1.3. IoT for Connected Vehicles
IoT is directly clearing a path for an associated future where vehicular nodes, gadgets, and other individual elements speak with one another in consolidated frameworks. ITS frameworks are a coordinated gathering of advancements, for example, IoT, IoV, 4G-LTE, 5G, RFID, and GPS. To manage the developing traffic requests in current urban areas, ITS frameworks, in general, adjust frameworks with a decentralized design. Vehicle information is accumulated utilizing traffic cameras, onboard sensors, radio frequency identification, infrared sensors, and information is transferred to the smart transport management system via Wi-Fi to automate and coordinate traffic signals and traffic monitoring. A service-centric heterogeneous vehicular network modelling for connected traffic environments is proposed in [
36]. Safety and administration related applications in this area are sorted into three kinds.
1.3.1. Safety Applications
The foremost target of security and safety applications of vehicular networks is to maintain a safe distance from road mishaps as it involves lives. These applications are vulnerable against delay, security applications are required to work proactively to advance the driver and, as such, ultimately prevent the disaster from happening. On the chance that a mishap has happened, this application intends to give emergency vehicles at the earliest. A new architecture has been suggested to prevent intersection collisions build on DSRC [
37]. It focuses on establishing secure RSU communications deployed near the intersection area where nodes exchange their status updates. Warning for traffic signal violation, i.e., at the traffic light signal, if the driver does not stop. Notifications can be obtained when RSUs relay traffic light signals while positioning RSUs with a traffic light controller [
38]. A cooperative driving of automated vehicles using B-splines for trajectory planning has been proposed by Van et al. [
39]. Logical scenarios parameterization for automated vehicle safety assessment in cut-in scenarios from Japanese and German highways has been surveyed in [
40]. A framework for vehicle dynamics model validation has been proposed by Widner et al. [
41]. Cao et al. has proposed an improved motion control with cyber-physical uncertainty tolerance for distributed drive electric vehicle [
42]. Some of the other solutions are reported in the literature—mobile crowd sensing for traffic prediction in IoV [
43], and hybrid recommendation system architecture for early safety predication using IoV [
44].
1.3.2. Efficient Traffic Management
Intelligent traffic applications help by improving the progression of traffic and keeping away from the street clog. Vehicular nodes are informed about traffic situations early based on communication received. This may assist vehicles with changing their courses in case of traffic congestion and minimizes travel time [
45,
46]. The application for road congestion control helps ensure free flow of traffic by reducing road congestion. In addition, this increases the flexibility of the road and prevents traffic jams [
47]. As per the necessity, before heading to a new area for direction, drivers can download maps of areas. It would also maximise the traffic flow instead of becoming trapped on the wrong road.
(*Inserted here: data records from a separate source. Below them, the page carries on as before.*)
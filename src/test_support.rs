//! Fixture builders shared by the unit tests.

use image::{ImageFormat, Rgb, RgbImage, Rgba, RgbaImage};
use img_parts::png::Png;
use img_parts::{Bytes, ImageEXIF};
use std::io::Cursor;

const TAG_IMAGE_DESCRIPTION: u16 = 0x010E;
const TAG_DATE_TIME: u16 = 0x0132;
const TAG_EXIF_IFD_POINTER: u16 = 0x8769;
const TAG_DATE_TIME_ORIGINAL: u16 = 0x9003;

const TYPE_ASCII: u16 = 2;
const TYPE_LONG: u16 = 4;

fn push_entry(out: &mut Vec<u8>, tag: u16, kind: u16, count: u32, value: u32) {
    out.extend_from_slice(&tag.to_le_bytes());
    out.extend_from_slice(&kind.to_le_bytes());
    out.extend_from_slice(&count.to_le_bytes());
    out.extend_from_slice(&value.to_le_bytes());
}

fn ascii(s: &str) -> Vec<u8> {
    let mut bytes = s.as_bytes().to_vec();
    bytes.push(0);
    bytes
}

/// Little-endian TIFF payload with an `ImageDescription`, and optionally
/// `DateTime` (IFD0) and `DateTimeOriginal` (Exif sub-IFD).
///
/// All strings must be longer than three bytes so they live out of line.
pub fn exif_blob(date_time: Option<&str>, original: Option<&str>) -> Vec<u8> {
    let description = ascii("watermark fixture");
    let date_time = date_time.map(ascii);
    let original = original.map(ascii);

    let ifd0_count = 1 + date_time.is_some() as u16 + original.is_some() as u16;
    let ifd0_len = 2 + 12 * ifd0_count as u32 + 4;
    let exif_ifd_offset = 8 + ifd0_len;
    let exif_ifd_len = if original.is_some() { 2 + 12 + 4 } else { 0 };
    let mut data_offset = exif_ifd_offset + exif_ifd_len;

    let mut out = b"II\x2a\x00".to_vec();
    out.extend_from_slice(&8u32.to_le_bytes());
    let mut data = Vec::new();

    // IFD0, entries sorted by tag
    out.extend_from_slice(&ifd0_count.to_le_bytes());
    push_entry(&mut out, TAG_IMAGE_DESCRIPTION, TYPE_ASCII, description.len() as u32, data_offset);
    data_offset += description.len() as u32;
    data.extend_from_slice(&description);

    if let Some(ref value) = date_time {
        push_entry(&mut out, TAG_DATE_TIME, TYPE_ASCII, value.len() as u32, data_offset);
        data_offset += value.len() as u32;
        data.extend_from_slice(value);
    }
    if original.is_some() {
        push_entry(&mut out, TAG_EXIF_IFD_POINTER, TYPE_LONG, 1, exif_ifd_offset);
    }
    out.extend_from_slice(&0u32.to_le_bytes());

    // Exif sub-IFD
    if let Some(ref value) = original {
        out.extend_from_slice(&1u16.to_le_bytes());
        push_entry(&mut out, TAG_DATE_TIME_ORIGINAL, TYPE_ASCII, value.len() as u32, data_offset);
        data.extend_from_slice(value);
        out.extend_from_slice(&0u32.to_le_bytes());
    }

    out.extend_from_slice(&data);
    out
}

/// A mid-gray baseline JPEG without metadata.
pub fn jpeg_bytes(width: u32, height: u32) -> Vec<u8> {
    let img = RgbImage::from_pixel(width, height, Rgb([128, 128, 128]));
    let mut buf = Cursor::new(Vec::new());
    img.write_to(&mut buf, ImageFormat::Jpeg).unwrap();
    buf.into_inner()
}

/// A half-transparent RGBA PNG without metadata.
pub fn png_rgba_bytes(width: u32, height: u32) -> Vec<u8> {
    let img = RgbaImage::from_pixel(width, height, Rgba([40, 90, 160, 128]));
    let mut buf = Cursor::new(Vec::new());
    img.write_to(&mut buf, ImageFormat::Png).unwrap();
    buf.into_inner()
}

/// Attach `blob` as the `eXIf` chunk of a PNG.
pub fn with_png_exif(png_bytes: Vec<u8>, blob: &[u8]) -> Vec<u8> {
    let mut png = Png::from_bytes(Bytes::from(png_bytes)).unwrap();
    png.set_exif(Some(Bytes::copy_from_slice(blob)));
    png.encoder().bytes().to_vec()
}

/// A JPEG carrying `blob` as its EXIF segment.
pub fn jpeg_with_exif(width: u32, height: u32, blob: &[u8]) -> Vec<u8> {
    crate::metadata::attach_blob(jpeg_bytes(width, height), blob).unwrap()
}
The portal for accessing the content map database enables access to useful knowledge from home stations or mobile hot spots [
48]. Non-signalized intersection network management with connected and automated vehicles is also proposed in [
49]. Applications on intelligence, surveillance, and reconnaissance missions in cooperative routing problem for ground vehicle and unmanned aerial vehicle has been suggested in [
50]. Niu et al. has presented an in-depth survey of space–air–ground integrated vehicular network for connected and automated vehicles and presented challenges and solutions [
51]. A cost-effective traffic signal control was proposed in [
52].
1.3.3. Support and Infotainment Applications
Support and Infotainment utilization are intended to upgrade the client’s comfort. Likewise, health monitoring applications give utilities to patients in crises. Gaming, file sharing, searching for the nearest milk parlour, theatre, cafe, open parking room, internet video streaming, carpooling, and network service provisioning are some of the examples of infotainment technologies. As it increases network reliability and available bandwidth with an increase in peer capacity, the peer-to-peer file sharing technology has benefits over the client-server architecture. One of the frequently used P2P applications is Bit Torrent. There is a recommended emergency routing protocol called VehiHealth to provide patients with pre-medical care by providing quick communication between hospital and ambulance [
53,
54,
55]. Computationally efficient non-linear one- and two-track models for multi-trailer road vehicles is proposed in [
56]. Xin et al. [
57] have proposed an AI-based QoS optimization for multimedia transmission in IoV. They present a system for multi-modal communication in which multimedia IoV transmission through mobile devices offers the quality of experience optimization model. Musa et al. [
58] have proposed a design of an information-centric network with mobility-aware proactive caching scheme to provide delay-sensitive services on IoV networks. The applications of IoT for connected vehicles are listed in
Table 1.
Table 1. Applications of IoT.
2. Towards IoV
Wireless ad hoc networks is a class comprising wireless networks, such as (i) mobile ad hoc networks (MANET), (ii) vehicular ad hoc networks (VANET), and (iii) wireless sensor networks (WSN) [
59]. Generally, the WSN is classified into infrastructure and infrastructure-less networks. Based upon the geography and arrangement, ad hoc systems might be classified as homogeneous and heterogeneous systems. A homogeneous network is formed from similar nodes whereas a heterogeneous network is formed from dissimilar nodes. The concept of ad hoc networks is old which began in 1972, i.e., DARPA packet radio network, ALOHA, PRNET, etc. [
60].
Infrastructure-less MANET is an organization of mobile devices, connected over a wireless network and follow different properties, i.e., self configuring, self healing, self protecting [
60]. In MANET, because of mobility, frequent link breaks, and dynamic topology, nodes in these networks act as routers to transfer packets. It enables spatial spectrum reuse due to the limited bandwidth of each node, another type of ad hoc network is VANET which is shaped by various vehicles present on the road.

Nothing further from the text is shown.